## About this task
The data must be copied over exactly and in full.

## Saved entries
★ ★ ★ ★ ★
//! Delivery worker for auction events.
//!
//! Subscribes to the [`EventBus`](crate::events::EventBus) and hands events
//! to downstream delivery (email, push, websockets).  The stub here logs
//! each event; a real sink implements [`DeliverySink`] and gets plugged in
//! at startup.  The worker is strictly downstream of the transactional
//! paths: it can lag, drop events, or die without affecting a single bid.

use async_trait::async_trait;
use tokio::sync::{broadcast::error::RecvError, watch};
use tokio::task::JoinHandle;
use tracing::{debug, info, warn};

use crate::events::{AuctionEvent, EventBus};

#[async_trait]
pub trait DeliverySink: Send + Sync + 'static {
    async fn deliver(&self, event: &AuctionEvent);
}

/// Default sink: structured log lines only.
pub struct LogSink;

#[async_trait]
impl DeliverySink for LogSink {
    async fn deliver(&self, event: &AuctionEvent) {
        match event {
            AuctionEvent::BidPlaced {
                lot_id,
                bidder_id,
                amount,
                extended,
                ..
            } => {
                info!(%lot_id, %bidder_id, %amount, extended, "bid placed");
            }
            AuctionEvent::LotSold {
                lot_id,
                winner,
                price,
                sale_id,
            } => {
                info!(%lot_id, %winner, %price, %sale_id, "lot sold");
            }
            AuctionEvent::LotUnsold { lot_id } => {
                info!(%lot_id, "lot closed unsold");
            }
            AuctionEvent::EndingSoon { lot_id, end_time } => {
                info!(%lot_id, %end_time, "lot ending soon");
            }
            AuctionEvent::OfferReceived {
                lot_id,
                offer_id,
                amount,
                ..
            } => {
                info!(%lot_id, %offer_id, %amount, "offer received");
            }
            AuctionEvent::OfferAccepted {
                lot_id,
                offer_id,
                buyer,
                amount,
            } => {
                info!(%lot_id, %offer_id, %buyer, %amount, "offer accepted");
            }
        }
    }
}

/// Run the delivery loop until the shutdown flag flips.
pub fn spawn_delivery_worker<D: DeliverySink>(
    bus: &EventBus,
    sink: D,
    mut shutdown: watch::Receiver<bool>,
) -> JoinHandle<()> {
    let mut rx = bus.subscribe();
    tokio::spawn(async move {
        loop {
            tokio::select! {
                event = rx.recv() => match event {
                    Ok(event) => sink.deliver(&event).await,
                    Err(RecvError::Lagged(missed)) => {
                        // Advisory stream: dropping under load is acceptable.
                        warn!(missed, "delivery worker lagged, events dropped");
                    }
                    Err(RecvError::Closed) => break,
                },
                _ = shutdown.changed() => {
                    if *shutdown.borrow() {
                        debug!("delivery worker shutting down");
                        break;
                    }
                }
            }
        }
    })
}

#[cfg(test)]
mod tests {
    use super::*;
    use cg_common::{LotId, UserId};
    use rust_decimal_macros::dec;
    use std::sync::atomic::{AtomicUsize, Ordering};
    use std::sync::Arc;

    struct CountingSink(Arc<AtomicUsize>);

    #[async_trait]
    impl DeliverySink for CountingSink {
        async fn deliver(&self, _event: &AuctionEvent) {
            self.0.fetch_add(1, Ordering::SeqCst);
        }
    }

    #[tokio::test]
    async fn worker_consumes_events_and_stops_on_shutdown() {
        let bus = EventBus::new();
        let seen = Arc::new(AtomicUsize::new(0));
        let (tx, rx) = watch::channel(false);
        let handle = spawn_delivery_worker(&bus, CountingSink(seen.clone()), rx);

        bus.publish(AuctionEvent::LotUnsold { lot_id: LotId::new() });
        bus.publish(AuctionEvent::BidPlaced {
            lot_id: LotId::new(),
            bidder_id: UserId::new(),
            amount: dec!(55),
            previous_bidder: None,
            extended: false,
            end_time: chrono::Utc::now(),
        });

        tokio::time::sleep(std::time::Duration::from_millis(50)).await;
        assert_eq!(seen.load(Ordering::SeqCst), 2);

        tx.send(true).unwrap();
        handle.await.unwrap();
    }
}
★ ★ ★ ★ ★
## Solved exercise
//! Delivery worker for auction events.
//!
//! Subscribes to the [`EventBus`](crate::events::EventBus) and hands events
//! to downstream delivery (email, push, websockets).  The stub here logs
//! each event; a real sink implements [`DeliverySink`] and gets plugged in
//! at startup.  The worker is strictly downstream of the transactional
//! paths: it can lag, drop events, or die without affecting a single bid.

use async_trait::async_trait;
use tokio::sync::{broadcast::error::RecvError, watch};
use tokio::task::JoinHandle;
use tracing::{debug, info, warn};

use crate::events::{AuctionEvent, EventBus};

#[async_trait]
pub trait DeliverySink: Send + Sync + 'static {
    async fn deliver(&self, event: &AuctionEvent);
}

/// Default sink: structured log lines only.
pub struct LogSink;

#[async_trait]
impl DeliverySink for LogSink {
    async fn deliver(&self, event: &AuctionEvent) {
        match event {
            AuctionEvent::BidPlaced {
                lot_id,
                bidder_id,
                amount,
                extended,
                ..
            } => {
                info!(%lot_id, %bidder_id, %amount, extended, "bid placed");
            }
            AuctionEvent::LotSold {
                lot_id,
                winner,
                price,
                sale_id,
            } => {
                info!(%lot_id, %winner, %price, %sale_id, "lot sold");
            }
            AuctionEvent::LotUnsold { lot_id } => {
                info!(%lot_id, "lot closed unsold");
            }
            AuctionEvent::EndingSoon { lot_id, end_time } => {
                info!(%lot_id, %end_time, "lot ending soon");
            }
            AuctionEvent::OfferReceived {
                lot_id,
                offer_id,
                amount,
                ..
            } => {
                info!(%lot_id, %offer_id, %amount, "offer received");
            }
            AuctionEvent::OfferAccepted {
                lot_id,
                offer_id,
                buyer,
                amount,
            } => {
                info!(%lot_id, %offer_id, %buyer, %amount, "offer accepted");
            }
        }
    }
}

/// Run the delivery loop until the shutdown flag flips.
pub fn spawn_delivery_worker<D: DeliverySink>(
    bus: &EventBus,
    sink: D,
    mut shutdown: watch::Receiver<bool>,
) -> JoinHandle<()> {
    let mut rx = bus.subscribe();
    tokio::spawn(async move {
        loop {
            tokio::select! {
                event = rx.recv() => match event {
                    Ok(event) => sink.deliver(&event).await,
                    Err(RecvError::Lagged(missed)) => {
                        // Advisory stream: dropping under load is acceptable.
                        warn!(missed, "delivery worker lagged, events dropped");
                    }
                    Err(RecvError::Closed) => break,
                },
                _ = shutdown.changed() => {
                    if *shutdown.borrow() {
                        debug!("delivery worker shutting down");
                        break;
                    }
                }
            }
        }
    })
}

#[cfg(test)]
mod tests {
    use super::*;
    use cg_common::{LotId, UserId};
    use rust_decimal_macros::dec;
    use std::sync::atomic::{AtomicUsize, Ordering};
    use std::sync::Arc;

    struct CountingSink(Arc<AtomicUsize>);

    #[async_trait]
    impl DeliverySink for CountingSink {
        async fn deliver(&self, _event: &AuctionEvent) {
            self.0.fetch_add(1, Ordering::SeqCst);
        }
    }

    #[tokio::test]
    async fn worker_consumes_events_and_stops_on_shutdown() {
        let bus = EventBus::new();
        let seen = Arc::new(AtomicUsize::new(0));
        let (tx, rx) = watch::channel(false);
        let handle = spawn_delivery_worker(&bus, CountingSink(seen.clone()), rx);

        bus.publish(AuctionEvent::LotUnsold { lot_id: LotId::new() });
        bus.publish(AuctionEvent::BidPlaced {
            lot_id: LotId::new(),
            bidder_id: UserId::new(),
            amount: dec!(55),
            previous_bidder: None,
            extended: false,
            end_time: chrono::Utc::now(),
        });

        tokio::time::sleep(std::time::Duration::from_millis(50)).await;
        assert_eq!(seen.load(Ordering::SeqCst), 2);

        tx.send(true).unwrap();
        handle.await.unwrap();
    }
}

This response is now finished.